> **About this exercise**: Transcribe the data in full, keeping each line exactly as it appears.

Saved entries

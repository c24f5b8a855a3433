//! Test-session lifecycle hooks.
//!
//! The test framework drives these: [`GridCapabilities`] when a browser
//! session starts, [`SessionHooks::on_teardown`] after each test, and
//! [`SessionHooks::on_session_finish`] once the whole run is over.

use std::collections::BTreeMap;

use serde::Serialize;
use serde_json::{json, Value};
use tracing::{info, warn};

use crate::config::VideoConfig;
use crate::manifest::ManifestStore;
use crate::policy::{self, RetentionMode};
use crate::processor::{BatchPostProcessor, CleanupSummary, ProcessRole};
use crate::record::{short_id, ExecutionId, ExecutionRecord};
use crate::resolver::ContainerResolver;

/// Capability key the grid reads its vendor options from.
pub const GRID_OPTIONS_KEY: &str = "selenoid:options";

/// Video file name the grid is asked to produce for a test.
pub fn video_name_for(test_name: &str) -> String {
    format!("{}.mp4", test_name.trim().replace(' ', "_"))
}

/// Vendor options sent to the grid when a browser session is created.
///
/// The execution id label is what lets the resolver find the container later.
#[derive(Debug, Clone, PartialEq, Eq, Serialize)]
pub struct GridCapabilities {
    /// Expose VNC for live viewing.
    #[serde(rename = "enableVNC")]
    pub enable_vnc: bool,
    /// Whether the grid records this session.
    #[serde(rename = "enableVideo")]
    pub enable_video: bool,
    /// Requested video file name; absent when not recording.
    #[serde(rename = "videoName", skip_serializing_if = "Option::is_none")]
    pub video_name: Option<String>,
    /// Recording resolution.
    #[serde(rename = "videoScreenSize")]
    pub video_screen_size: String,
    /// Session display name.
    pub name: String,
    /// Container labels.
    pub labels: BTreeMap<String, String>,
}

impl GridCapabilities {
    /// Build the options for one test execution.
    pub fn new(
        execution_id: &ExecutionId,
        test_name: &str,
        video: &VideoConfig,
        label_key: &str,
    ) -> Self {
        let enable_video = policy::records_video(video.record);
        let mut labels = video.labels.clone();
        labels.insert(label_key.to_owned(), execution_id.to_string());

        Self {
            enable_vnc: video.enable_vnc,
            enable_video,
            video_name: enable_video.then(|| video_name_for(test_name)),
            video_screen_size: video.screen_size.clone(),
            name: test_name.to_owned(),
            labels,
        }
    }

    /// Capability object to merge into the WebDriver session request.
    pub fn to_capability(&self) -> Value {
        json!({ GRID_OPTIONS_KEY: self })
    }
}

/// Facts about a finished test, gathered by the framework at teardown.
#[derive(Debug, Clone)]
pub struct TestTeardown {
    /// Framework node id.
    pub node_id: String,
    /// Short test name.
    pub test_name: String,
    /// Execution id the session's container was labeled with.
    pub execution_id: ExecutionId,
    /// Grid session id, when the driver reported one.
    pub session_id: Option<String>,
    /// Container id already known to the caller; skips label resolution.
    pub container_id: Option<String>,
    /// Video file name; `None` when recording was disabled.
    pub video: Option<String>,
    /// Whether the test body passed.
    pub passed: bool,
}

/// Per-test and per-session hook entry points.
#[derive(Debug, Clone)]
pub struct SessionHooks {
    manifest: ManifestStore,
    resolver: ContainerResolver,
    mode: RetentionMode,
}

impl SessionHooks {
    /// Create hooks writing to `manifest` under the given retention mode.
    pub fn new(manifest: ManifestStore, resolver: ContainerResolver, mode: RetentionMode) -> Self {
        Self {
            manifest,
            resolver,
            mode,
        }
    }

    /// Record the video decision for a finished test.
    ///
    /// Returns the appended record, or `None` when the test had no video or
    /// the append failed. Never returns an error.
    pub async fn on_teardown(&self, teardown: &TestTeardown) -> Option<ExecutionRecord> {
        let video = teardown.video.as_deref().filter(|v| !v.is_empty())?;

        let container_id = match teardown.container_id.as_deref().filter(|c| !c.is_empty()) {
            Some(id) => Some(id.to_owned()),
            None => {
                let resolved = self.resolver.resolve(&teardown.execution_id).await;
                match &resolved {
                    Some(id) => info!(container_id = %short_id(id), "container found by label"),
                    None => warn!(
                        execution_id = %teardown.execution_id,
                        "container could not be found by label"
                    ),
                }
                resolved
            }
        };

        let record = ExecutionRecord {
            node_id: teardown.node_id.clone(),
            test_name: teardown.test_name.clone(),
            session_id: teardown.session_id.clone(),
            container_id,
            video: Some(video.to_owned()),
            action: policy::decide(self.mode, teardown.passed),
        };

        match self.manifest.append(&record) {
            Ok(()) => Some(record),
            Err(e) => {
                warn!(node_id = %record.node_id, error = %e, "failed to record video decision");
                None
            }
        }
    }

    /// Run session-end cleanup unless this process is a parallel worker.
    pub async fn on_session_finish(
        &self,
        processor: &BatchPostProcessor,
        is_worker: bool,
    ) -> Option<CleanupSummary> {
        processor.run(ProcessRole::from_worker_flag(is_worker)).await
    }
}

> **Task response**:
repository c24f5b8a855a3433
//! Test-session lifecycle hooks.
//!
//! The test framework drives these: [`GridCapabilities`] when a browser
//! session starts, [`SessionHooks::on_teardown`] after each test, and
//! [`SessionHooks::on_session_finish`] once the whole run is over.

use std::collections::BTreeMap;

use serde::Serialize;
use serde_json::{json, Value};
use tracing::{info, warn};

use crate::config::VideoConfig;
use crate::manifest::ManifestStore;
use crate::policy::{self, RetentionMode};
use crate::processor::{BatchPostProcessor, CleanupSummary, ProcessRole};
use crate::record::{short_id, ExecutionId, ExecutionRecord};
use crate::resolver::ContainerResolver;

/// Capability key the grid reads its vendor options from.
pub const GRID_OPTIONS_KEY: &str = "selenoid:options";

/// Video file name the grid is asked to produce for a test.
pub fn video_name_for(test_name: &str) -> String {
    format!("{}.mp4", test_name.trim().replace(' ', "_"))
}

/// Vendor options sent to the grid when a browser session is created.
///
/// The execution id label is what lets the resolver find the container later.
#[derive(Debug, Clone, PartialEq, Eq, Serialize)]
pub struct GridCapabilities {
    /// Expose VNC for live viewing.
    #[serde(rename = "enableVNC")]
    pub enable_vnc: bool,
    /// Whether the grid records this session.
    #[serde(rename = "enableVideo")]
    pub enable_video: bool,
    /// Requested video file name; absent when not recording.
    #[serde(rename = "videoName", skip_serializing_if = "Option::is_none")]
    pub video_name: Option<String>,
    /// Recording resolution.
    #[serde(rename = "videoScreenSize")]
    pub video_screen_size: String,
    /// Session display name.
    pub name: String,
    /// Container labels.
    pub labels: BTreeMap<String, String>,
}

impl GridCapabilities {
    /// Build the options for one test execution.
    pub fn new(
        execution_id: &ExecutionId,
        test_name: &str,
        video: &VideoConfig,
        label_key: &str,
    ) -> Self {
        let enable_video = policy::records_video(video.record);
        let mut labels = video.labels.clone();
        labels.insert(label_key.to_owned(), execution_id.to_string());

        Self {
            enable_vnc: video.enable_vnc,
            enable_video,
            video_name: enable_video.then(|| video_name_for(test_name)),
            video_screen_size: video.screen_size.clone(),
            name: test_name.to_owned(),
            labels,
        }
    }

    /// Capability object to merge into the WebDriver session request.
    pub fn to_capability(&self) -> Value {
        json!({ GRID_OPTIONS_KEY: self })
    }
}

/// Facts about a finished test, gathered by the framework at teardown.
#[derive(Debug, Clone)]
pub struct TestTeardown {
    /// Framework node id.
    pub node_id: String,
    /// Short test name.
    pub test_name: String,
    /// Execution id the session's container was labeled with.
    pub execution_id: ExecutionId,
    /// Grid session id, when the driver reported one.
    pub session_id: Option<String>,
    /// Container id already known to the caller; skips label resolution.
    pub container_id: Option<String>,
    /// Video file name; `None` when recording was disabled.
    pub video: Option<String>,
    /// Whether the test body passed.
    pub passed: bool,
}

/// Per-test and per-session hook entry points.
#[derive(Debug, Clone)]
pub struct SessionHooks {
    manifest: ManifestStore,
    resolver: ContainerResolver,
    mode: RetentionMode,
}

impl SessionHooks {
    /// Create hooks writing to `manifest` under the given retention mode.
    pub fn new(manifest: ManifestStore, resolver: ContainerResolver, mode: RetentionMode) -> Self {
        Self {
            manifest,
            resolver,
            mode,
        }
    }

    /// Record the video decision for a finished test.
    ///
    /// Returns the appended record, or `None` when the test had no video or
    /// the append failed. Never returns an error.
    pub async fn on_teardown(&self, teardown: &TestTeardown) -> Option<ExecutionRecord> {
        let video = teardown.video.as_deref().filter(|v| !v.is_empty())?;

        let container_id = match teardown.container_id.as_deref().filter(|c| !c.is_empty()) {
            Some(id) => Some(id.to_owned()),
            None => {
                let resolved = self.resolver.resolve(&teardown.execution_id).await;
                match &resolved {
                    Some(id) => info!(container_id = %short_id(id), "container found by label"),
                    None => warn!(
                        execution_id = %teardown.execution_id,
                        "container could not be found by label"
                    ),
                }
                resolved
            }
        };

        let record = ExecutionRecord {
            node_id: teardown.node_id.clone(),
            test_name: teardown.test_name.clone(),
            session_id: teardown.session_id.clone(),
            container_id,
            video: Some(video.to_owned()),
            action: policy::decide(self.mode, teardown.passed),
        };

        match self.manifest.append(&record) {
            Ok(()) => Some(record),
            Err(e) => {
                warn!(node_id = %record.node_id, error = %e, "failed to record video decision");
                None
            }
        }
    }

    /// Run session-end cleanup unless this process is a parallel worker.
    pub async fn on_session_finish(
        &self,
        processor: &BatchPostProcessor,
        is_worker: bool,
    ) -> Option<CleanupSummary> {
        processor.run(ProcessRole::from_worker_flag(is_worker)).await
    }
}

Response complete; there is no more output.